Sebagai
manusia biasa yang mempunyai rasa rindu tentunya amat berbahagia sekali,
bilamana sahabat dekat yang telah sekian lama tidak bertemu, tanpa sengaja
berjumpa kembali dengan keadaan sehat tak kurang satu apapun. Itulah sekarang
yang saya rasakan.
Entah
berlebihan atau pun tidak ingin rasanya saya menangis saat itu. Rasa haru
sungguh di ujung tenggorokan, bukan berarti lemah diri, melainkan ada wujud
keindahan dalam naluri ini. Istilahnya ada semacam guratan perjodohan yang tak
disangka-sangka. Sebenarnya daku denganya tidaklah ada suatu perjanjian akan
bersua tepat di tempat itu. Mungkin itulah yang dinamakan takdir ataupun
apalah, yang jelas dari beribu orang yang menghadiri acara tersebut beliaulah
orang yang menjadi daya tarik tersendiri bagi manik bola mata ini.
O,
sudah sepatutnyalah bila jasad yang lemah ini memberikan rasa syukur terhadap
yang empunya alam ini. Sungguh suatu karunia bagi kami berdua yang tiada kira.

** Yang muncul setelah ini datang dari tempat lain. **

//! Resource pool state.

use std::collections::BTreeMap;

use crate::common::{Allocation, AllocationVerdict, BandwidthPoint, ResourcePoint};

/// One shared bandwidth unit (DPU/NIC) of a rack.
#[derive(Clone)]
pub struct BandwidthUnit {
    pub total: u64,
    pub available: u64,
    pub overcommit: u64,
}

impl BandwidthUnit {
    pub fn new(total: u64) -> Self {
        Self {
            total,
            available: total,
            overcommit: 0,
        }
    }
}

/// Stores host properties (resource capacity) and state (available resources,
/// current allocations). Every host belongs to exactly one rack.
#[derive(Clone)]
pub struct HostInfo {
    pub cpu_total: u32,
    pub memory_total: u64,

    pub cpu_available: u32,
    pub memory_available: u64,

    pub cpu_overcommit: u32,
    pub memory_overcommit: u64,

    pub rack_id: u32,

    pub allocations: BTreeMap<u32, Allocation>,
}

impl HostInfo {
    /// Creates host info with specified total and available host capacity.
    pub fn new(cpu_total: u32, memory_total: u64, cpu_available: u32, memory_available: u64, rack_id: u32) -> Self {
        Self {
            cpu_total,
            memory_total,
            cpu_available,
            memory_available,
            cpu_overcommit: 0,
            memory_overcommit: 0,
            rack_id,
            allocations: BTreeMap::new(),
        }
    }
}

/// A group of hosts sharing one ordered pool of bandwidth units.
///
/// Placing a VM on any host of the rack can deplete any unit of the pool; the
/// VM's traffic is bound to the unit chosen at placement time.
#[derive(Clone)]
pub struct RackInfo {
    pub hosts: Vec<u32>,
    pub bandwidth_units: Vec<BandwidthUnit>,
    /// Bandwidth unit chosen at placement time per allocation ID.
    unit_bindings: BTreeMap<u32, usize>,
}

impl RackInfo {
    pub fn new(unit_capacities: &[u64]) -> Self {
        Self {
            hosts: Vec::new(),
            bandwidth_units: unit_capacities.iter().map(|cap| BandwidthUnit::new(*cap)).collect(),
            unit_bindings: BTreeMap::new(),
        }
    }
}

#[derive(Clone, Default)]
pub struct ResourcePoolState {
    hosts: BTreeMap<u32, HostInfo>,
    racks: BTreeMap<u32, RackInfo>,
}

impl ResourcePoolState {
    /// Creates empty resource pool state.
    pub fn new() -> Self {
        Default::default()
    }

    /// Adds rack with the specified bandwidth unit capacities to resource pool.
    pub fn add_rack(&mut self, id: u32, unit_capacities: &[u64]) {
        self.racks.insert(id, RackInfo::new(unit_capacities));
    }

    /// Adds host to resource pool. The host's rack must be added beforehand.
    pub fn add_host(&mut self, id: u32, cpu_total: u32, memory_total: u64, rack_id: u32) {
        self.add_host_with_available(id, cpu_total, memory_total, cpu_total, memory_total, rack_id);
    }

    /// Adds host with part of its capacity already in use.
    pub fn add_host_with_available(
        &mut self,
        id: u32,
        cpu_total: u32,
        memory_total: u64,
        cpu_available: u32,
        memory_available: u64,
        rack_id: u32,
    ) {
        let rack = self
            .racks
            .get_mut(&rack_id)
            .unwrap_or_else(|| panic!("Rack #{} is not added to resource pool", rack_id));
        rack.hosts.push(id);
        self.hosts.insert(
            id,
            HostInfo::new(cpu_total, memory_total, cpu_available, memory_available, rack_id),
        );
    }

    /// Returns IDs of all hosts.
    pub fn get_hosts_list(&self) -> Vec<u32> {
        self.hosts.keys().cloned().collect()
    }

    /// Returns the number of hosts.
    pub fn get_host_count(&self) -> u32 {
        self.hosts.len() as u32
    }

    /// Returns IDs of all racks.
    pub fn get_racks_list(&self) -> Vec<u32> {
        self.racks.keys().cloned().collect()
    }

    /// Returns the rack the specified host belongs to.
    pub fn get_host_rack(&self, host_id: u32) -> u32 {
        self.hosts[&host_id].rack_id
    }

    /// Returns IDs of hosts in the specified rack, in insertion order.
    pub fn get_rack_hosts(&self, rack_id: u32) -> &[u32] {
        &self.racks[&rack_id].hosts
    }

    /// Returns the number of bandwidth units in the specified rack.
    pub fn get_rack_unit_count(&self, rack_id: u32) -> usize {
        self.racks[&rack_id].bandwidth_units.len()
    }

    /// Returns the total capacity of the specified bandwidth unit.
    pub fn get_unit_total_bandwidth(&self, rack_id: u32, unit: usize) -> u64 {
        self.racks[&rack_id].bandwidth_units[unit].total
    }

    /// Returns the available capacity of the specified bandwidth unit.
    pub fn get_unit_available_bandwidth(&self, rack_id: u32, unit: usize) -> u64 {
        self.racks[&rack_id].bandwidth_units[unit].available
    }

    /// Checks if the specified allocation is currently possible on the specified host.
    ///
    /// The bandwidth check is rack-level: some unit of the host's rack must
    /// have enough headroom for the requested bandwidth.
    pub fn can_allocate(&self, alloc: &Allocation, host_id: u32) -> AllocationVerdict {
        let host = match self.hosts.get(&host_id) {
            Some(host) => host,
            None => return AllocationVerdict::HostNotFound,
        };
        if host.cpu_available < alloc.cpu_usage {
            return AllocationVerdict::NotEnoughCPU;
        }
        if host.memory_available < alloc.memory_usage {
            return AllocationVerdict::NotEnoughMemory;
        }
        if alloc.bandwidth_usage > 0 && self.first_suitable_unit(host.rack_id, alloc.bandwidth_usage).is_none() {
            return AllocationVerdict::NotEnoughBandwidth;
        }
        AllocationVerdict::Success
    }

    /// Returns the first bandwidth unit of the rack with enough headroom for
    /// the specified demand.
    pub fn first_suitable_unit(&self, rack_id: u32, bandwidth_usage: u64) -> Option<usize> {
        self.racks[&rack_id]
            .bandwidth_units
            .iter()
            .position(|unit| unit.available >= bandwidth_usage)
    }

    /// Applies the specified allocation on the specified host and, if a
    /// bandwidth unit is given, binds the allocation to that unit.
    pub fn allocate(&mut self, alloc: &Allocation, host_id: u32, bandwidth_unit: Option<usize>) {
        let host = match self.hosts.get_mut(&host_id) {
            Some(host) => host,
            None => return,
        };
        if host.allocations.contains_key(&alloc.id) {
            return;
        }

        if host.cpu_available < alloc.cpu_usage {
            host.cpu_overcommit += alloc.cpu_usage - host.cpu_available;
            host.cpu_available = 0;
        } else {
            host.cpu_available -= alloc.cpu_usage;
        }

        if host.memory_available < alloc.memory_usage {
            host.memory_overcommit += alloc.memory_usage - host.memory_available;
            host.memory_available = 0;
        } else {
            host.memory_available -= alloc.memory_usage;
        }

        host.allocations.insert(alloc.id, alloc.clone());
        let rack_id = host.rack_id;

        if let Some(unit_id) = bandwidth_unit {
            let rack = self.racks.get_mut(&rack_id).unwrap();
            let unit = &mut rack.bandwidth_units[unit_id];
            if unit.available < alloc.bandwidth_usage {
                unit.overcommit += alloc.bandwidth_usage - unit.available;
                unit.available = 0;
            } else {
                unit.available -= alloc.bandwidth_usage;
            }
            rack.unit_bindings.insert(alloc.id, unit_id);
        }
    }

    /// Removes the specified allocation on the specified host and releases its
    /// bandwidth unit binding, if any.
    pub fn release(&mut self, alloc: &Allocation, host_id: u32) {
        let host = match self.hosts.get_mut(&host_id) {
            Some(host) => host,
            None => return,
        };

        if host.cpu_overcommit >= alloc.cpu_usage {
            host.cpu_overcommit -= alloc.cpu_usage;
        } else {
            host.cpu_available += alloc.cpu_usage - host.cpu_overcommit;
            host.cpu_overcommit = 0;
        }

        if host.memory_overcommit >= alloc.memory_usage {
            host.memory_overcommit -= alloc.memory_usage;
        } else {
            host.memory_available += alloc.memory_usage - host.memory_overcommit;
            host.memory_overcommit = 0;
        }

        host.allocations.remove(&alloc.id);
        let rack_id = host.rack_id;

        let rack = self.racks.get_mut(&rack_id).unwrap();
        if let Some(unit_id) = rack.unit_bindings.remove(&alloc.id) {
            let unit = &mut rack.bandwidth_units[unit_id];
            if unit.overcommit >= alloc.bandwidth_usage {
                unit.overcommit -= alloc.bandwidth_usage;
            } else {
                unit.available += alloc.bandwidth_usage - unit.overcommit;
                unit.overcommit = 0;
            }
        }
    }

    /// Returns the total CPU capacity of the specified host.
    pub fn get_total_cpu(&self, host_id: u32) -> u32 {
        self.hosts[&host_id].cpu_total
    }

    /// Returns the total memory capacity of the specified host.
    pub fn get_total_memory(&self, host_id: u32) -> u64 {
        self.hosts[&host_id].memory_total
    }

    /// Returns the amount of available vCPUs on the specified host.
    pub fn get_available_cpu(&self, host_id: u32) -> u32 {
        self.hosts[&host_id].cpu_available
    }

    /// Returns the amount of available memory on the specified host.
    pub fn get_available_memory(&self, host_id: u32) -> u64 {
        self.hosts[&host_id].memory_available
    }

    /// Returns CPU capacity of the specified host currently in use by some VMs.
    pub fn get_allocated_cpu(&self, host_id: u32) -> u32 {
        self.get_total_cpu(host_id) - self.get_available_cpu(host_id)
    }

    /// Returns memory capacity of the specified host currently in use by some VMs.
    pub fn get_allocated_memory(&self, host_id: u32) -> u64 {
        self.get_total_memory(host_id) - self.get_available_memory(host_id)
    }

    /// Returns the CPU allocation rate (ratio of allocated to total resources) of the specified host.
    pub fn get_cpu_load(&self, host_id: u32) -> f64 {
        1. - self.hosts[&host_id].cpu_available as f64 / self.hosts[&host_id].cpu_total as f64
    }

    /// Returns the memory allocation rate (ratio of allocated to total resources) of the specified host.
    pub fn get_memory_load(&self, host_id: u32) -> f64 {
        1. - self.hosts[&host_id].memory_available as f64 / self.hosts[&host_id].memory_total as f64
    }

    /// Returns the free-capacity point of the specified host.
    pub fn get_resource_point(&self, host_id: u32) -> ResourcePoint {
        let host = &self.hosts[&host_id];
        ResourcePoint::new(
            host.cpu_available as f64 / host.cpu_total as f64,
            host.memory_available as f64 / host.memory_total as f64,
        )
    }

    /// Returns free-capacity points of all hosts in the rack, ordered as
    /// [`get_rack_hosts`](Self::get_rack_hosts).
    pub fn get_rack_node_points(&self, rack_id: u32) -> Vec<ResourcePoint> {
        self.racks[&rack_id]
            .hosts
            .iter()
            .map(|host_id| self.get_resource_point(*host_id))
            .collect()
    }

    /// Returns free-capacity fractions of all bandwidth units in the rack.
    pub fn get_rack_bandwidth_points(&self, rack_id: u32) -> Vec<BandwidthPoint> {
        self.racks[&rack_id]
            .bandwidth_units
            .iter()
            .map(|unit| unit.available as f64 / unit.total as f64)
            .collect()
    }
}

Ya Allah, semoga Engkau melindungi persahabatan kami berdua sampai akhir hayat.
Andai
boleh bercerita tentang sahabat saya itu, kira-kira seperti ini....
Sahabat
saya itu bernama Abas. Nama sebenarnya Muhammad Abas Sulaiman. Beliau lahir di
kabupaten Sleman di daerah Yogyakarta. Maka dengan tidak bermaksud menjelekkan,
menurut para orangtua yang ada di kampung halamannya, dari belakang beliau
diembel-embel Sulaiman yang sangat erat kaitannya dengan Sleman. Ah, kiranya
semua itu hanyalah gurauan saja.
Beliau
seorang nabi, dalam artian seorang penyampai berita bahagia, bahasa masa
kininya yaitu wartawan dan juga beliau sebagai seorang da’i. Perawakan beliau
tidak jauh berbeda dengan saya, hanya saja yang membedakan kami berdua dari
warna kulitnya, beliau putih kekuningan sebab beliau ada keturunan Cina
Tiongkok dari kakek buyutnya, matanya agak sipit, hanya saja rambutnya ikal dan
bisa dikatakan keriting, sedangkan saya lumrahnya orang pribumi Jawa Indonesia
kulit sawo matang, mata belo, rambut ikal lurus dan berperawakan semampai
‘semeter tak sampai’.
Sahabat
saya itu adalah teman senasib semasa kuliah di Kairo, sebab dari biaya beasiswa
rasa prihatin haruslah ditumbuh kembangkan saat jauh di negeri orang. Merasa
kami serumpun dan setanah air, jiwa kami pun saling menyatu, tetapi bukan kami
merasa fanatik ataupun primodial yang primitif, tetapi rasa kekeluargaan sangat
kental apalagi Abas adalah seorang yang masih mempunyai garis keturunan raja,
rasa hormatnya lebih tinggi. Saya pun mengakuinya.
Abas
anak terakhir dari lima bersaudara, semua kakak-kakaknya sudah pada nikah dan tidak
lagi berpenghuni di Yogyakarta. Jadi, pantaslah jikalau Abas sangat disayangi
oleh kedua orangtuanya. Kadangkala Abas merasa risih atas perilaku kedua
orangtuanya, tapi apa boleh buat mungkin dengan semua itu beliau bisa dikatakan
anak yang berbakti. Sesungguhnya Abas haruslah merasa bersyukur memiliki kedua
orangtua yang sangat menyayanginya.
Saya
masih teringat tatkala berkunjung ke daerah tempat tinggalnya. Rumahnya sangat
sederhana, unik dan artistik, berdinding setengah bata tak bertembok; mirip
dengan rumah kerajaan. Sebenarnya yang membuat rumah itu terkesan artistik
yaitu di samping rumahnya terdapat berderet lengkap alat gamelan Jawa tersusun
rapih, halamannya begitu luas kira-kira setengah hektare, indah nan mempesona,
serta di pinggir tempat gamelan itu dibangun pendopo tempat untuk beristirahat.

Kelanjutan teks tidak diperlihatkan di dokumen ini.